Saved entries
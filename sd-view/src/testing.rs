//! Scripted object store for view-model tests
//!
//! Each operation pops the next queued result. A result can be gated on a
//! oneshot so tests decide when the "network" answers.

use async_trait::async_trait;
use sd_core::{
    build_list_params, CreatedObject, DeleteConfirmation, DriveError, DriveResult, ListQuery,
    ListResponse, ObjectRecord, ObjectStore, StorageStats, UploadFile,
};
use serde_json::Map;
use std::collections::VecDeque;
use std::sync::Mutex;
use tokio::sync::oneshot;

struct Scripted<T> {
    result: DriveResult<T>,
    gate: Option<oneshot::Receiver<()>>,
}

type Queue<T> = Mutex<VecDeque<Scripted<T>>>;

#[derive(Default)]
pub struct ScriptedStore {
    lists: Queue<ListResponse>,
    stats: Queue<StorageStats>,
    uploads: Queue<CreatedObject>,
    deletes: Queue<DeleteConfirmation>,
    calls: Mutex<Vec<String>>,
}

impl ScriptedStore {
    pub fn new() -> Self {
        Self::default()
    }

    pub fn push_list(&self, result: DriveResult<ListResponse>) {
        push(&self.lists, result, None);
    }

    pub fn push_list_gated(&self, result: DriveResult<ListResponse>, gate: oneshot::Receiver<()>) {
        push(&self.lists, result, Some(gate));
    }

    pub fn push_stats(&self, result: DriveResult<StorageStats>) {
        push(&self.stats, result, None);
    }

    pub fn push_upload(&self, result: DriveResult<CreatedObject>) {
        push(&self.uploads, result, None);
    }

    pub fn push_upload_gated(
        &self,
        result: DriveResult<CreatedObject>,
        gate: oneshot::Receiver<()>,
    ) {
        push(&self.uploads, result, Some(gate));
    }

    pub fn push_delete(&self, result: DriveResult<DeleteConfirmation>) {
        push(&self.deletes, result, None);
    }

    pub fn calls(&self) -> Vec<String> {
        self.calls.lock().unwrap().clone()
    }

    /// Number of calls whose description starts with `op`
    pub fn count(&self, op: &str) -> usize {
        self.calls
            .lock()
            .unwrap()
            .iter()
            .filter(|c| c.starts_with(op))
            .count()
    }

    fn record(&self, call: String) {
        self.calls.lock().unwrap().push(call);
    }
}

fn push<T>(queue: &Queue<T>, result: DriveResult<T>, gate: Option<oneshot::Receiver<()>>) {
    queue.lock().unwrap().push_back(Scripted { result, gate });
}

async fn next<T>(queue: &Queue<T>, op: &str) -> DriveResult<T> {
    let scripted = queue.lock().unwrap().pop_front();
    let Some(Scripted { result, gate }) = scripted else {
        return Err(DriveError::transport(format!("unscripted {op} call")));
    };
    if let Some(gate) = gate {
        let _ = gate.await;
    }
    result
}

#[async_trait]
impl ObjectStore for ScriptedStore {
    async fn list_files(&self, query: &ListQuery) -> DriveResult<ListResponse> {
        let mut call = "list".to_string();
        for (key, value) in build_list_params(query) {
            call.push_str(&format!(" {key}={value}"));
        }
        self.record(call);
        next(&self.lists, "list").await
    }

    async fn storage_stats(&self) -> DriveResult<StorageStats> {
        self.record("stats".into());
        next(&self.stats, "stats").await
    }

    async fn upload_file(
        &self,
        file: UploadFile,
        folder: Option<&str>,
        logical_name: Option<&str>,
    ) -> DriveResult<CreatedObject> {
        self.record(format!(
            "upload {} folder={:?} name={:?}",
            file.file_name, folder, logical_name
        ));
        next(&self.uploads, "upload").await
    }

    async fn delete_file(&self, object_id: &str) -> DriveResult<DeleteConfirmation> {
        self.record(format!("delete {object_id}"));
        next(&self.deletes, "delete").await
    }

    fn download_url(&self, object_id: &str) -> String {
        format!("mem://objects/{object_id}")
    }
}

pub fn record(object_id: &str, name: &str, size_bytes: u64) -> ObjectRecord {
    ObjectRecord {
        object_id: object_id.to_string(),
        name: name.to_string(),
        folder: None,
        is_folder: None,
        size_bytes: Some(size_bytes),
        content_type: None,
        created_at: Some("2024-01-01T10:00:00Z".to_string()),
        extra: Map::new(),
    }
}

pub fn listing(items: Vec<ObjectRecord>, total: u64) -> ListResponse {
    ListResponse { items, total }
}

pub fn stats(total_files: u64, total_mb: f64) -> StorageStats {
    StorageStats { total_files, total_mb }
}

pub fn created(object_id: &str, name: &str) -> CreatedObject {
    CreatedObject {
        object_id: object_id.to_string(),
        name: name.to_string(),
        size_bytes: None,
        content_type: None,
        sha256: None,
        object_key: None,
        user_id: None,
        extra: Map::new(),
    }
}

...

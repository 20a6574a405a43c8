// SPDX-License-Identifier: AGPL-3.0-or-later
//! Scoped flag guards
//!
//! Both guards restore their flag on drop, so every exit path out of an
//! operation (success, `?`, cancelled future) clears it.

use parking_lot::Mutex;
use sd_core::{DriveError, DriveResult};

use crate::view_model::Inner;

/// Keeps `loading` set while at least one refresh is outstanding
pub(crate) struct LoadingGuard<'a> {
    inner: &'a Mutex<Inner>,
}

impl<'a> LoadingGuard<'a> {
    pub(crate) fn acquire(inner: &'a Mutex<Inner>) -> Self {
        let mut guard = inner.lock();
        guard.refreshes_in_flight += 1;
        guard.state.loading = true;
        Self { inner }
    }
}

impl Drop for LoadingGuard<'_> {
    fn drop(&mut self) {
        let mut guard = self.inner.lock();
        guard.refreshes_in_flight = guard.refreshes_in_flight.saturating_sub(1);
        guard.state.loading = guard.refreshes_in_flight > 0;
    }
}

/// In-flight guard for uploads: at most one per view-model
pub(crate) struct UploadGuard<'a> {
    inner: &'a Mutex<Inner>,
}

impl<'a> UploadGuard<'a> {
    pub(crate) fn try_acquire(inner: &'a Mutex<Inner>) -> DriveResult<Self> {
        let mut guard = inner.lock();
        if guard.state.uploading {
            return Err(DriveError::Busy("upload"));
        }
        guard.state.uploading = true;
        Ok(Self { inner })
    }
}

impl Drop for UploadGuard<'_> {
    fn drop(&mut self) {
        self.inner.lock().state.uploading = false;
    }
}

---

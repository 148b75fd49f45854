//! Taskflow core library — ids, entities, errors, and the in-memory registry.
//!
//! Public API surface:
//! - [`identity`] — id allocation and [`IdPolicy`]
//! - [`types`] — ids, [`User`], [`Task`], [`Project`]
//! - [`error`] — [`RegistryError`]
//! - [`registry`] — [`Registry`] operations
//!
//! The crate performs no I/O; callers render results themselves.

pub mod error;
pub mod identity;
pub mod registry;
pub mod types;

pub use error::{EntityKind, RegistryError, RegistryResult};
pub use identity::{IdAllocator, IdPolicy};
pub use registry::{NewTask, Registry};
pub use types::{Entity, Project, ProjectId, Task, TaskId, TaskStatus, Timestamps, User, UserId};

> _Instructions to follow_
Look through the data above and return each line where the string "StorageStats" occurs.

> _Result for this exercise_
    ListResponse, ObjectRecord, ObjectStore, StorageStats, UploadFile,
    stats: Queue<StorageStats>,
    pub fn push_stats(&self, result: DriveResult<StorageStats>) {
    async fn storage_stats(&self) -> DriveResult<StorageStats> {
pub fn stats(total_files: u64, total_mb: f64) -> StorageStats {
    StorageStats { total_files, total_mb }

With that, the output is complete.